◆ Exercise instructions:
Type out all the records once more, exactly.

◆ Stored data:
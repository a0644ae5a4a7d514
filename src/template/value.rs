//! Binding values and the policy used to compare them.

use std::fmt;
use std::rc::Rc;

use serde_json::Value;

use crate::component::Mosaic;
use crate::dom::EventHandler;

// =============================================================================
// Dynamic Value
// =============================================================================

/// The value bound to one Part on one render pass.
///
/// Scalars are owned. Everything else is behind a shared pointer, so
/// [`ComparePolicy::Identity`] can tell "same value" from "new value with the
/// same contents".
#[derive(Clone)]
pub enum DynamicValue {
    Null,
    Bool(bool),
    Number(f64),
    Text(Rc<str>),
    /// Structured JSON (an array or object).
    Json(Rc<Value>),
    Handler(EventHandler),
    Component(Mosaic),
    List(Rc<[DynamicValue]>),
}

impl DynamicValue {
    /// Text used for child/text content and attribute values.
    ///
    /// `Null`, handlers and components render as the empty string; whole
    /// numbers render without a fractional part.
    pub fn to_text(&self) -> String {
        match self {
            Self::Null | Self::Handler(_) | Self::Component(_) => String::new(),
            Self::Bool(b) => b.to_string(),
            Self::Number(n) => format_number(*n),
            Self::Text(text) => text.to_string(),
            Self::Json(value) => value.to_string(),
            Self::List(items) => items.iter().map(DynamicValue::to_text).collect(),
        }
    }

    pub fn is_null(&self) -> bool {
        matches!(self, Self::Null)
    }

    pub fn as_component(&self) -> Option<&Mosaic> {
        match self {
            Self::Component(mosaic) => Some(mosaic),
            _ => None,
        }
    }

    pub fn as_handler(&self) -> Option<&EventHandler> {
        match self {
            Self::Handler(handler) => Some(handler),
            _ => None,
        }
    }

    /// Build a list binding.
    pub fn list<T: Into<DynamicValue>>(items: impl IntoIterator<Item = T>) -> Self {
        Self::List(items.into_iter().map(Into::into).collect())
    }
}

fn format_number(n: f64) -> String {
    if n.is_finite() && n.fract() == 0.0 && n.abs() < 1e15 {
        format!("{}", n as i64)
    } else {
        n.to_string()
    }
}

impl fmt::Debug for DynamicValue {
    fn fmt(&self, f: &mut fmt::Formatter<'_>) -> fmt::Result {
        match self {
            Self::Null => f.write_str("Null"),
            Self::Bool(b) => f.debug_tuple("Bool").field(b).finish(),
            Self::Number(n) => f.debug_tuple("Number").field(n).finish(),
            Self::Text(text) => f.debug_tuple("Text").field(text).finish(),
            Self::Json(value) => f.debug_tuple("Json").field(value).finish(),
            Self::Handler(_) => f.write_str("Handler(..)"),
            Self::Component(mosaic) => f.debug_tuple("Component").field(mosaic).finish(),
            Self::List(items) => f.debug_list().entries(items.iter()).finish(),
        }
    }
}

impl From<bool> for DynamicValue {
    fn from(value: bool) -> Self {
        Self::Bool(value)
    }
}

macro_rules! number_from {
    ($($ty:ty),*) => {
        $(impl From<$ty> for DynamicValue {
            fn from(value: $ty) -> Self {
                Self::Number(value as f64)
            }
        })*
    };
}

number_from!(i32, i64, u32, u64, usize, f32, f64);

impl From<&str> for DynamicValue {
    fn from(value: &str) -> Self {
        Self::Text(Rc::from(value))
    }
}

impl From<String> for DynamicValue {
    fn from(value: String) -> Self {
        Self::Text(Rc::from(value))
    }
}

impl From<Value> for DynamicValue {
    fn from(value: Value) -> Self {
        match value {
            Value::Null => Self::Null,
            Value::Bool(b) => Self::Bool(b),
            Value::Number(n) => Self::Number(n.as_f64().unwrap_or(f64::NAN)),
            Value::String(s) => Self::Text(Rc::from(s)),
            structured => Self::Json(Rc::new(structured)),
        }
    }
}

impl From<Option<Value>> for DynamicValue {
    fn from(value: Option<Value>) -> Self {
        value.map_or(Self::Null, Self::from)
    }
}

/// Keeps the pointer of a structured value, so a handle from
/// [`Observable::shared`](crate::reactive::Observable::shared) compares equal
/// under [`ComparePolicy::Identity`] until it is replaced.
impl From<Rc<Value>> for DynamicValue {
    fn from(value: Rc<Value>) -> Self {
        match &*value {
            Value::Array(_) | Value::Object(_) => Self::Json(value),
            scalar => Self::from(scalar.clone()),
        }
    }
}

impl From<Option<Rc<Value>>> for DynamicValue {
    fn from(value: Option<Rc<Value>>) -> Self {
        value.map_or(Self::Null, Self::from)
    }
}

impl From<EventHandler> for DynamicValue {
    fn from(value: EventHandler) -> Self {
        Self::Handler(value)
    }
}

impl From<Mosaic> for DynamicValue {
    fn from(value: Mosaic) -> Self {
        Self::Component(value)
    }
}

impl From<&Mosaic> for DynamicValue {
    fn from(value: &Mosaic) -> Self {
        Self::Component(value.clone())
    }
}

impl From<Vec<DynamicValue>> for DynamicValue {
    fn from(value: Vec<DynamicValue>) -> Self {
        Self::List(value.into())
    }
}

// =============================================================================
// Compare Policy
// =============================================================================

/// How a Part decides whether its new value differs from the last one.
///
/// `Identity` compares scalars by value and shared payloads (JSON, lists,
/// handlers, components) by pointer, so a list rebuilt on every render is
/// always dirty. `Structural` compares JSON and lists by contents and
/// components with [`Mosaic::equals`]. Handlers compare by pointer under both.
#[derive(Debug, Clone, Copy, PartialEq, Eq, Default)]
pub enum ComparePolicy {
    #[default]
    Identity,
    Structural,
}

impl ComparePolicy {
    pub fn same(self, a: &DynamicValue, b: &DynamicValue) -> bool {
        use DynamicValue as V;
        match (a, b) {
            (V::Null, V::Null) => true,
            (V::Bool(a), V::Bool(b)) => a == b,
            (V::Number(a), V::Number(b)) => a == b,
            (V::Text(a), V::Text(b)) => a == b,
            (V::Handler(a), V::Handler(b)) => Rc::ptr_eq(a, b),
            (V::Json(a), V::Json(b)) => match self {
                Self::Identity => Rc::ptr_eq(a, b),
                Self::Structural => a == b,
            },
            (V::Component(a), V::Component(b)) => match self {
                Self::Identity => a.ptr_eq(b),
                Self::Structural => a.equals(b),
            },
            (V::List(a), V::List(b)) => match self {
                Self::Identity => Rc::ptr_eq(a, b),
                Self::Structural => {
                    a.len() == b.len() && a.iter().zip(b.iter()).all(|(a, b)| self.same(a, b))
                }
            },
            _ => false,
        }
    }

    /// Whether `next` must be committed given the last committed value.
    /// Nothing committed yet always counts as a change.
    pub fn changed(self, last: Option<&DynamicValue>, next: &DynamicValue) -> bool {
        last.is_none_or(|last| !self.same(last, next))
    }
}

◆ Written answer:
repository a0644ae5a4a7d514
filename src/template/value.rs
//! Binding values and the policy used to compare them.

use std::fmt;
use std::rc::Rc;

use serde_json::Value;

use crate::component::Mosaic;
use crate::dom::EventHandler;

// =============================================================================
// Dynamic Value
// =============================================================================

/// The value bound to one Part on one render pass.
///
/// Scalars are owned. Everything else is behind a shared pointer, so
/// [`ComparePolicy::Identity`] can tell "same value" from "new value with the
/// same contents".
#[derive(Clone)]
pub enum DynamicValue {
    Null,
    Bool(bool),
    Number(f64),
    Text(Rc<str>),
    /// Structured JSON (an array or object).
    Json(Rc<Value>),
    Handler(EventHandler),
    Component(Mosaic),
    List(Rc<[DynamicValue]>),
}

impl DynamicValue {
    /// Text used for child/text content and attribute values.
    ///
    /// `Null`, handlers and components render as the empty string; whole
    /// numbers render without a fractional part.
    pub fn to_text(&self) -> String {
        match self {
            Self::Null | Self::Handler(_) | Self::Component(_) => String::new(),
            Self::Bool(b) => b.to_string(),
            Self::Number(n) => format_number(*n),
            Self::Text(text) => text.to_string(),
            Self::Json(value) => value.to_string(),
            Self::List(items) => items.iter().map(DynamicValue::to_text).collect(),
        }
    }

    pub fn is_null(&self) -> bool {
        matches!(self, Self::Null)
    }

    pub fn as_component(&self) -> Option<&Mosaic> {
        match self {
            Self::Component(mosaic) => Some(mosaic),
            _ => None,
        }
    }

    pub fn as_handler(&self) -> Option<&EventHandler> {
        match self {
            Self::Handler(handler) => Some(handler),
            _ => None,
        }
    }

    /// Build a list binding.
    pub fn list<T: Into<DynamicValue>>(items: impl IntoIterator<Item = T>) -> Self {
        Self::List(items.into_iter().map(Into::into).collect())
    }
}

fn format_number(n: f64) -> String {
    if n.is_finite() && n.fract() == 0.0 && n.abs() < 1e15 {
        format!("{}", n as i64)
    } else {
        n.to_string()
    }
}

impl fmt::Debug for DynamicValue {
    fn fmt(&self, f: &mut fmt::Formatter<'_>) -> fmt::Result {
        match self {
            Self::Null => f.write_str("Null"),
            Self::Bool(b) => f.debug_tuple("Bool").field(b).finish(),
            Self::Number(n) => f.debug_tuple("Number").field(n).finish(),
            Self::Text(text) => f.debug_tuple("Text").field(text).finish(),
            Self::Json(value) => f.debug_tuple("Json").field(value).finish(),
            Self::Handler(_) => f.write_str("Handler(..)"),
            Self::Component(mosaic) => f.debug_tuple("Component").field(mosaic).finish(),
            Self::List(items) => f.debug_list().entries(items.iter()).finish(),
        }
    }
}

impl From<bool> for DynamicValue {
    fn from(value: bool) -> Self {
        Self::Bool(value)
    }
}

macro_rules! number_from {
    ($($ty:ty),*) => {
        $(impl From<$ty> for DynamicValue {
            fn from(value: $ty) -> Self {
                Self::Number(value as f64)
            }
        })*
    };
}

number_from!(i32, i64, u32, u64, usize, f32, f64);

impl From<&str> for DynamicValue {
    fn from(value: &str) -> Self {
        Self::Text(Rc::from(value))
    }
}

impl From<String> for DynamicValue {
    fn from(value: String) -> Self {
        Self::Text(Rc::from(value))
    }
}

impl From<Value> for DynamicValue {
    fn from(value: Value) -> Self {
        match value {
            Value::Null => Self::Null,
            Value::Bool(b) => Self::Bool(b),
            Value::Number(n) => Self::Number(n.as_f64().unwrap_or(f64::NAN)),
            Value::String(s) => Self::Text(Rc::from(s)),
            structured => Self::Json(Rc::new(structured)),
        }
    }
}

impl From<Option<Value>> for DynamicValue {
    fn from(value: Option<Value>) -> Self {
        value.map_or(Self::Null, Self::from)
    }
}

/// Keeps the pointer of a structured value, so a handle from
/// [`Observable::shared`](crate::reactive::Observable::shared) compares equal
/// under [`ComparePolicy::Identity`] until it is replaced.
impl From<Rc<Value>> for DynamicValue {
    fn from(value: Rc<Value>) -> Self {
        match &*value {
            Value::Array(_) | Value::Object(_) => Self::Json(value),
            scalar => Self::from(scalar.clone()),
        }
    }
}

impl From<Option<Rc<Value>>> for DynamicValue {
    fn from(value: Option<Rc<Value>>) -> Self {
        value.map_or(Self::Null, Self::from)
    }
}

impl From<EventHandler> for DynamicValue {
    fn from(value: EventHandler) -> Self {
        Self::Handler(value)
    }
}

impl From<Mosaic> for DynamicValue {
    fn from(value: Mosaic) -> Self {
        Self::Component(value)
    }
}

impl From<&Mosaic> for DynamicValue {
    fn from(value: &Mosaic) -> Self {
        Self::Component(value.clone())
    }
}

impl From<Vec<DynamicValue>> for DynamicValue {
    fn from(value: Vec<DynamicValue>) -> Self {
        Self::List(value.into())
    }
}

// =============================================================================
// Compare Policy
// =============================================================================

/// How a Part decides whether its new value differs from the last one.
///
/// `Identity` compares scalars by value and shared payloads (JSON, lists,
/// handlers, components) by pointer, so a list rebuilt on every render is
/// always dirty. `Structural` compares JSON and lists by contents and
/// components with [`Mosaic::equals`]. Handlers compare by pointer under both.
#[derive(Debug, Clone, Copy, PartialEq, Eq, Default)]
pub enum ComparePolicy {
    #[default]
    Identity,
    Structural,
}

impl ComparePolicy {
    pub fn same(self, a: &DynamicValue, b: &DynamicValue) -> bool {
        use DynamicValue as V;
        match (a, b) {
            (V::Null, V::Null) => true,
            (V::Bool(a), V::Bool(b)) => a == b,
            (V::Number(a), V::Number(b)) => a == b,
            (V::Text(a), V::Text(b)) => a == b,
            (V::Handler(a), V::Handler(b)) => Rc::ptr_eq(a, b),
            (V::Json(a), V::Json(b)) => match self {
                Self::Identity => Rc::ptr_eq(a, b),
                Self::Structural => a == b,
            },
            (V::Component(a), V::Component(b)) => match self {
                Self::Identity => a.ptr_eq(b),
                Self::Structural => a.equals(b),
            },
            (V::List(a), V::List(b)) => match self {
                Self::Identity => Rc::ptr_eq(a, b),
                Self::Structural => {
                    a.len() == b.len() && a.iter().zip(b.iter()).all(|(a, b)| self.same(a, b))
                }
            },
            _ => false,
        }
    }

    /// Whether `next` must be committed given the last committed value.
    /// Nothing committed yet always counts as a change.
    pub fn changed(self, last: Option<&DynamicValue>, next: &DynamicValue) -> bool {
        last.is_none_or(|last| !self.same(last, next))
    }
}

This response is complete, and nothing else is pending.